Forever interested in color, objects and words, I want to create imagery that resembles a
daydream and invokes a sense of symbolic space. I love imagery, like Gregor Schneider’s work that is aesthetically pleasing in unorthodox ways and may be perceived as both bizarre and beautiful.

My imagery this quarter has concerned itself with silk moths, silkworms and their cocoons within the curious spaces of dollhouses (see image one) and a couple of posable dolls. Through these subjects I have played with scale and used objects as surrogates for people with my own photo reference as source material. I am interested in understanding interpersonal relationships, using insects as biological metaphor examining dependency and addiction and as memento examining the cycle of life. The doll imagery has been in development for a long, slow while. Nearly 4 years ago I first began to photograph scenarios using pose-able dolls in environments. (Actually, I was interested to re-discover a photograph labeled “first picture I ever took” that proves my pictorial interest in dolls started MUCH earlier, see image five.) I am interested in capturing moments of solitude when we meet with our inner selves and in exploring elements of ill-defined female friendships and the space in which these relationships exist (see image four, circa 1985, featuring my BF Trisha and I). I think the bugs and dolls may first seem understandable and innocent but really invite the viewer into darker and less settled places. While my concepts are personal and emotionally loaded, I don’t require this specific depth of understanding from the viewer.

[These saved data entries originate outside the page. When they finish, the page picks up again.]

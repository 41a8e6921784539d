// URL transformation tests.

use super::*;
use regex::Regex;

fn level(level: &str) -> TransformOptions<'_> {
    TransformOptions {
        level: Some(level),
        ..Default::default()
    }
}

#[test]
fn test_level_decorates_first_label() {
    let t = UrlTransformer::default();
    assert_eq!(
        t.transform("http://www.example.com", &level("stag")),
        "http://www-stag.example.com"
    );
    assert_eq!(
        t.transform("http://www.example.com/a/b?c=d", &level("dev")),
        "http://www-dev.example.com/a/b?c=d"
    );
}

#[test]
fn test_live_level_is_unchanged() {
    let t = UrlTransformer::default();
    assert_eq!(
        t.transform("http://www.example.com", &level("live")),
        "http://www.example.com"
    );
}

#[test]
fn test_level_needs_a_subdomain() {
    let t = UrlTransformer::default();
    assert_eq!(
        t.transform("http://example.com/page", &level("stag")),
        "http://example.com/page"
    );
}

#[test]
fn test_level_token_in_host() {
    let t = UrlTransformer::default();
    let cases = [
        ("http://www-{LEVEL}.example.com", "live", "http://www.example.com"),
        ("http://www-{LEVEL}.example.com", "stag", "http://www-stag.example.com"),
        ("http://{LEVEL}.example.com", "live", "http://example.com"),
        ("http://{LEVEL}.example.com", "stag", "http://stag.example.com"),
        ("http://{LEVEL}-www.example.com", "live", "http://www.example.com"),
        ("http://{LEVEL}-www.example.com", "stag", "http://stag-www.example.com"),
        ("http://www.example{LEVEL}.com", "-staging", "http://www.example-staging.com"),
        ("http://www.example{LEVEL}.com", "", "http://www.example.com"),
    ];
    for (url, lvl, expected) in cases {
        assert_eq!(t.transform(url, &level(lvl)), expected, "{url} on {lvl:?}");
    }
}

#[test]
fn test_level_token_in_path() {
    let t = UrlTransformer::default();
    assert_eq!(
        t.transform("http://www.example.com/{LEVEL}/", &level("live")),
        "http://www.example.com/"
    );
    assert_eq!(
        t.transform("http://www.example.com/{LEVEL}/", &level("stag")),
        "http://www.example.com/stag/"
    );
}

#[test]
fn test_custom_level_token() {
    let t = UrlTransformer::new("%ENV%", Vec::new());
    assert_eq!(
        t.transform("http://www-%ENV%.example.com", &level("dev")),
        "http://www-dev.example.com"
    );
    // The default token is just text now.
    assert_eq!(
        t.transform("http://www.example.com", &level("dev")),
        "http://www-dev.example.com"
    );
}

#[test]
fn test_port_replaces_or_appends() {
    let t = UrlTransformer::default();
    let options = TransformOptions {
        port: Some(8999),
        level: Some("live"),
        ..Default::default()
    };
    assert_eq!(
        t.transform("http://www.example.com", &options),
        "http://www.example.com:8999"
    );
    assert_eq!(
        t.transform("http://www.example.com:8080/x", &options),
        "http://www.example.com:8999/x"
    );
}

#[test]
fn test_scheme_then_level() {
    let t = UrlTransformer::default();
    let options = TransformOptions {
        scheme: Some("https"),
        level: Some("stag"),
        ..Default::default()
    };
    assert_eq!(
        t.transform("http://www.example.com", &options),
        "https://www-stag.example.com"
    );
}

#[test]
fn test_cachebust_appends_one_parameter() {
    let t = UrlTransformer::default();
    let options = TransformOptions {
        level: Some("stag"),
        cachebust: true,
        ..Default::default()
    };
    let busted = t.transform("http://www.example.com", &options);
    let pattern = Regex::new(r"^http://www-stag\.example\.com/\?_=\d+$").expect("regex");
    assert!(pattern.is_match(&busted), "got {busted}");

    let busted = t.transform("http://www.example.com/a?b=1", &options);
    let pattern = Regex::new(r"^http://www-stag\.example\.com/a\?b=1&_=\d+$").expect("regex");
    assert!(pattern.is_match(&busted), "got {busted}");
}

#[test]
fn test_no_cachebust_leaves_query_alone() {
    let t = UrlTransformer::default();
    let transformed = t.transform("http://www.example.com", &level("stag"));
    assert!(!transformed.contains("_="));
}

#[test]
fn test_special_cases_run_last_in_order() {
    let t = UrlTransformer::new(
        "{LEVEL}",
        vec![
            ("www-stag.example.com".to_string(), "staging.example.net".to_string()),
            ("staging.example.net".to_string(), "final.example.net".to_string()),
        ],
    );
    assert_eq!(
        t.transform("http://www.example.com/x", &level("stag")),
        "http://final.example.net/x"
    );
}

#[test]
fn test_uncachebust_without_cachebuster() {
    assert_eq!(uncachebust("example.com?b=2&a=1&c="), "example.com?b=2&a=1&c=");
}

#[test]
fn test_uncachebust_with_cachebuster() {
    assert_eq!(
        uncachebust("example.com?_=123&b=2&a=1&c="),
        "example.com?b=2&a=1&c="
    );
    assert_eq!(uncachebust("example.com?_=123"), "example.com");
}

#[test]
fn test_uncachebust_is_left_inverse_of_cachebust() {
    let t = UrlTransformer::default();
    let options = TransformOptions {
        cachebust: true,
        ..Default::default()
    };
    for url in ["http://www.example.com/", "http://www.example.com/a?x=1&y=two"] {
        let busted = t.transform(url, &options);
        assert_eq!(busted.matches("_=").count(), 1);
        assert_eq!(uncachebust(&busted), url);
    }
}

#[test]
fn test_cachebust_replaces_existing_cachebuster() {
    let t = UrlTransformer::default();
    let options = TransformOptions {
        cachebust: true,
        ..Default::default()
    };
    let busted = t.transform("http://www.example.com/a?_=1&b=2&_=3", &options);
    assert_eq!(busted.matches("_=").count(), 1, "got {busted}");
    let pattern = Regex::new(r"^http://www\.example\.com/a\?b=2&_=\d+$").expect("regex");
    assert!(pattern.is_match(&busted), "got {busted}");
}

#[test]
fn test_uncachebust_keeps_other_pairs_verbatim() {
    assert_eq!(
        uncachebust("http://www.example.com/?q=a%20b&next=/x/y&_=99&t=a+b"),
        "http://www.example.com/?q=a%20b&next=/x/y&t=a+b"
    );
    // Keys that merely start with an underscore stay.
    assert_eq!(
        uncachebust("http://www.example.com/?_x=1&_=2"),
        "http://www.example.com/?_x=1"
    );
}
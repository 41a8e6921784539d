// Shared test helpers for building directives and run contexts.
//
// This module provides common utilities used across multiple test files to reduce duplication.

use std::sync::Arc;
use std::time::Duration;

use smoketest::config::RunOptions;
use smoketest::directive::record::CheckRecord;
use smoketest::initialization::TlsPolicy;
use smoketest::platform::PlatformRegistry;
use smoketest::report::CollectingReporter;
use smoketest::{Directive, DirectiveBuilder, RunContext, UrlTransformer};

/// Run options for tests: live level, no cachebusting, so mock servers see
/// exactly the URLs the tests wrote.
pub fn test_options() -> RunOptions {
    RunOptions {
        cachebust: false,
        user_agent: "smoketest-test".to_string(),
        ..Default::default()
    }
}

/// Builds a directive from a JSON check record with the test options.
pub fn build_directive(record: serde_json::Value) -> Directive {
    let options = test_options();
    let transformer = UrlTransformer::default();
    let registry = PlatformRegistry::default();
    let record = CheckRecord::from_value(record).expect("record should parse");
    DirectiveBuilder::new(&options, &transformer, &registry, Duration::from_secs(5))
        .build(&record)
        .expect("directive should build")
}

/// A run context reporting into `reporter`.
#[allow(dead_code)] // Used by other test files
pub fn test_context(reporter: &Arc<CollectingReporter>, dry_run: bool) -> Arc<RunContext> {
    Arc::new(RunContext {
        dry_run,
        user_agent: "smoketest-test".to_string(),
        tls: TlsPolicy::default(),
        reporter: Arc::clone(reporter) as Arc<dyn smoketest::Reporter>,
    })
}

I have been inspired by the Art Nouveau posters of Alphonse Mucha and stately images of American painter and illustrator Maxfield Parrish (see image two) who used the same models over and over within his beautiful estate full of artful objects. I have sought the romance and still introspection I get from these graphic, illustrative paintings. I have worked with saturated color schemes and metallic accents. I have added layers of information with inks and by hand. I have struggled and learned through failure in humbling ways (see evidence of prior attempts of screen printing when the screen was actually silk, image three) while staying true to my creative vision and ambition.